An welchen Punkten wird die Industriestrategie vom DGB kritisiert?

Der DGB und seine Gewerkschaften haben immer darauf hingewiesen, dass für den sozial-ökologischen Wandel enorme öffentliche und private Investitionen notwendig sind: für den Ausbau der Verkehrs- und digitalen Infrastruktur, für Forschung und Entwicklung sowie beispielsweise für den Aufbau einer europäischen Batteriezellenproduktion. Diese Investitionen erfordern auch eine erhebliche finanzielle Aufstockung seitens der öffentlichen Hand, wenn der Strukturwandel fair gestaltet und gleichwertige Lebensverhältnisse geschaffen werden sollen. Die Industriestrategie kündigt diese Investitionen zwar an, hinterlegt werden sie nicht. Mit der Absenkung der Unternehmenssteuern auf 25 Prozent, wie in der Strategie vorgeschlagen, lässt sich dieses Ziel jedoch nicht erreichen.
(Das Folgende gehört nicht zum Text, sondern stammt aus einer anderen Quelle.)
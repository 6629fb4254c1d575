//! Container platform manager.

use super::RuntimeTable;
use crate::allocator::PortAllocator;
use crate::error::Result;
use crate::manager::InstanceManager;
use crate::types::{InstanceConfiguration, InstanceId, Platform, ResourceAllocation, RuntimeInfo};
use async_trait::async_trait;
use std::collections::HashMap;

/// Address containers bind inside their own network namespace.
const CONTAINER_BIND_HOST: &str = "0.0.0.0";

/// Manager for instances running in a container runtime.
///
/// Containers bind all interfaces inside their namespace; the allocated port
/// is published on the host.
pub struct ContainerManager {
    table: RuntimeTable,
    name_prefix: String,
}

impl ContainerManager {
    /// Create a new container manager.
    pub fn new() -> Self {
        Self {
            table: RuntimeTable::new(Platform::Container),
            name_prefix: "flotilla".to_string(),
        }
    }

    /// Set the prefix used for container names.
    pub fn with_name_prefix(mut self, prefix: impl Into<String>) -> Self {
        self.name_prefix = prefix.into();
        self
    }

    /// Mark the manager healthy or unhealthy.
    pub fn set_available(&self, available: bool) {
        self.table.set_available(available);
    }

    fn container_name(&self, id: &InstanceId) -> String {
        format!("{}-{}", self.name_prefix, id)
    }
}

impl Default for ContainerManager {
    fn default() -> Self {
        Self::new()
    }
}

#[async_trait]
impl InstanceManager for ContainerManager {
    fn platform(&self) -> Platform {
        Platform::Container
    }

    async fn allocate_resources(&self, allocator: &PortAllocator) -> Result<ResourceAllocation> {
        let port = allocator.allocate()?;
        Ok(ResourceAllocation::allocated(CONTAINER_BIND_HOST, port))
    }

    async fn start(
        &self,
        id: &InstanceId,
        configuration: &InstanceConfiguration,
    ) -> Result<RuntimeInfo> {
        let name = self.container_name(id);
        tracing::info!(instance_id = %id, container = %name, "Starting container instance");
        let metadata = HashMap::from([
            ("container_name".to_string(), name),
            ("host_port".to_string(), configuration.port.to_string()),
        ]);
        Ok(self.table.start(id, configuration, metadata))
    }

    async fn stop(&self, id: &InstanceId) -> Result<RuntimeInfo> {
        tracing::info!(instance_id = %id, "Stopping container instance");
        self.table.stop(id)
    }

    async fn restart(&self, id: &InstanceId) -> Result<RuntimeInfo> {
        let configuration = self.table.configuration(id)?;
        self.table.stop(id)?;
        self.start(id, &configuration).await
    }

    async fn get_status(&self, id: &InstanceId) -> Result<RuntimeInfo> {
        self.table.get(id)
    }

    async fn list_statuses(&self) -> Result<Vec<RuntimeInfo>> {
        Ok(self.table.list())
    }

    async fn is_available(&self) -> bool {
        self.table.is_available()
    }

    async fn remove(&self, id: &InstanceId) -> Result<()> {
        self.table.remove(id);
        Ok(())
    }
}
Steuersenkungen vermindern die Einnahmenbasis des Staates und reduzieren seine Handlungsspielräume, statt sie zu erhöhen. Auch die vorgesehene Deckelung der Sozialabgaben bei 40 Prozent und ihre Verankerung im Grundgesetz ist für den DGB und seine Mitgliedsgewerkschaften nicht das richtige Mittel, um den Transformationsprozess erfolgreich zu gestalten. Genauso verhält es sich mit den Vorschlägen zur Flexibilisierung des Arbeitsmarktes. Angriffe auf das Arbeitszeitgesetz und die Begrenzung der Arbeitgeberhaftung beim Mindestlohn sind keine Grundlage, um den sozial-ökologischen Wandel mit Guter Arbeit zu verknüpfen.

Wie soll der Prozess weitergehen?

Wir bewerten positiv, dass der Bundeswirtschaftsminister den Dialog mit Wirtschaft und Gewerkschaften fortsetzen will. Bestehende Formate wie das Bündnis „Zukunft der Industrie“ und die Branchendialoge können eine Grundlage sein, um diesen Dialog zu organisieren. Ein richtiges Signal ist auch, eine unabhängige Monitoring-Gruppe aus Vertretern von Wirtschaftswissenschaft, Industrie und Arbeitnehmerorganisationen zu bilden, um die wirtschaftliche Entwicklung zu bewerten. Die Industriestrategie 2030 bekennt sich nun explizit zum erfolgreichen Modell der Sozialpartnerschaft. Die Gewerkschaften erwarten dann aber auch, dass die Stärkung der Mitbestimmung und die Erhöhung der Tarifbindung als wichtige Elemente der sozialen Marktwirtschaft anerkannt und im weiteren Dialogprozess mit der Industriestrategie verknüpft werden.